L’Italia non piace ai ricercatori europei. Il Paese di Leonardo da Vinci e di Galileo Galilei non attrae più chi si occupa dello sviluppo della ricerca scientifica. Meglio andare in Gran Bretagna, Germania, Francia o ancora in Svizzera e Spagna piuttosto che venire nella terra del sole e della pizza. Il dato arriva dall’Erc, European Research Council che nei giorni scorsi ha assegnato 653 milioni di euro a beneficio di 269 ricercatori senior in tutta Europa, dando loro la possibilità di realizzare le loro idee più creative e potenzialmente produrre risultati che avranno un impatto importante su scienza, società ed economia. Tra questi sedici italiani (cinque che si trovano all’estero e undici che svilupperanno i loro progetti in Italia) si sono aggiudicati l’importante finanziamento: un numero che ci classifica al quinto posto (in calo rispetto all’anno precedente dove eravamo terzi) dopo Gran Bretagna, Germania, Francia e Spagna. Il problema è che mentre nelle altre nazioni arrivano ricercatori da tutt’Europa, l’Italia è snobbata da tutti. Non solo. In alcuni casi (Gran Bretagna, Francia, Israele e Svezia) chi stando all’estero si è aggiudicato la borsa ha pensato di tornare in patria mentre i nostri cinque che hanno abbandonato il Paese non tornano.
Se poi guardiamo la situazione di casa nostra emerge un altro dato negativo: i progetti italiani saranno tutti sviluppati nei laboratori del Nord Italia. Zero al Sud. Unica consolazione è che il Cnr, il Consiglio nazionale delle ricerche, può vantare tra i 16 Advanced Erc un suo uomo: Andrea Cavagna. Il suo progetto, dal titolo RG.BIO: Renormalization group approach to the collective behaviour of strongly correlated biological systems, si colloca nell’ambito del settore disciplinare “Fundamental Constituents of Matter” e ha l’obiettivo di studiare, comprendere e classificare diversi fenomeni di comportamento collettivo biologico sfruttando l’analogia con le moderne teorie sviluppate nell’ambito della fisica statistica e dei fenomeni critici in particolare.
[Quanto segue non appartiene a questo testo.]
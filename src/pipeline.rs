// src/pipeline.rs

use std::collections::BTreeSet;
use std::time::Instant;

use anyhow::{bail, Context, Result};
use chrono::{Duration, NaiveDate, Utc};
use log::{debug, info, warn};
use thiserror::Error;
use uuid::Uuid;

use crate::config;
use crate::matching::producer::{match_producer, ProducerMatch};
use crate::matching::scoring::{classify, score_candidates, CandidateInput, ScoreOutcome};
use crate::models::{
    AgencyId, Household, HouseholdId, HouseholdStatus, NormalizedRow, Quote, QuoteId,
    ReviewAction, ReviewAuditEntry, ReviewDecision, RowKind, Sale, SaleId, SaleMatchState,
    TeamDirectory,
};
use crate::normalize::household_key;
use crate::results::{
    DecisionApplyResult, ReconciliationResult, ReviewItem, RowError,
};
use crate::storage::{Storage, UpsertOutcome};

/// Agency-level context for one reconciliation run.
#[derive(Debug, Clone)]
pub struct ReconcileContext {
    pub agency_id: AgencyId,
    /// Report type of this upload. All previously active records of this
    /// exact type are superseded before the batch loop starts.
    pub report_type: String,
}

/// Fatal run-level failures. Row-level problems never surface here; they
/// are accumulated into the result instead.
#[derive(Debug, Error)]
pub enum ReconcileError {
    #[error("team directory unavailable for agency {agency}: {source}")]
    DirectoryUnavailable {
        agency: String,
        #[source]
        source: anyhow::Error,
    },

    #[error("supersession of report type {report_type} failed: {source}")]
    SupersessionFailed {
        report_type: String,
        #[source]
        source: anyhow::Error,
    },

    #[error("all {total} rows failed; first error: {first_error}")]
    AllRowsFailed { total: usize, first_error: String },
}

/// Running counters for one reconciliation run. Mutated only by the
/// sequential row loop; folded into the result once the run completes.
#[derive(Default)]
struct RunTally {
    households_created: usize,
    households_updated: usize,
    quotes_created: usize,
    quotes_updated: usize,
    sales_created: usize,
    sales_updated: usize,
    producers_matched: usize,
    sales_auto_matched: usize,
    sales_pending_review: usize,
    unmatched_producers: BTreeSet<String>,
    flagged: BTreeSet<HouseholdId>,
    review_items: Vec<ReviewItem>,
}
Chi prova a spiegare la mancata capacità di attrarre ricercatori da parte dell’Italia è il presidente del Cnr, Massimo Inguscio: “Dobbiamo focalizzare gli sforzi e creare luoghi di eccellenza: dall’estero vengono se trovano realtà ricche di connessioni scientifiche. Chi ottiene uno o due milioni di euro li deve poi gestire e fare i conti con la burocrazia italiana. Servono margini di manovra per essere più liberi. Chi viene dal resto d’Europa ha bisogno di trovare un luogo dove l’operazione sia sostenibile per il futuro. Dobbiamo investire per creare situazioni di eccellenza”.
Parole che vanno di pari passo con la mancanza di finanziamenti per la ricerca. La media europea è di 0,47% del prodotto interno lordo ma noi ci fermiamo con la Spagna allo 0,33%. Percentuale ben inferiore alla Svezia che investe lo 0,87% del Pil o la Germania con il 0,54%. “I soldi nella ricerca – spiega Inguscio – sono investimenti e non spese, soprattutto se riguardano il reclutamento di persone. Il Cnr raddoppia il suo bilancio rispetto ai soldi che arrivano dal governo grazie ai fondi europei ma i progetti per conquistare questi denari li fanno i ricercatori”.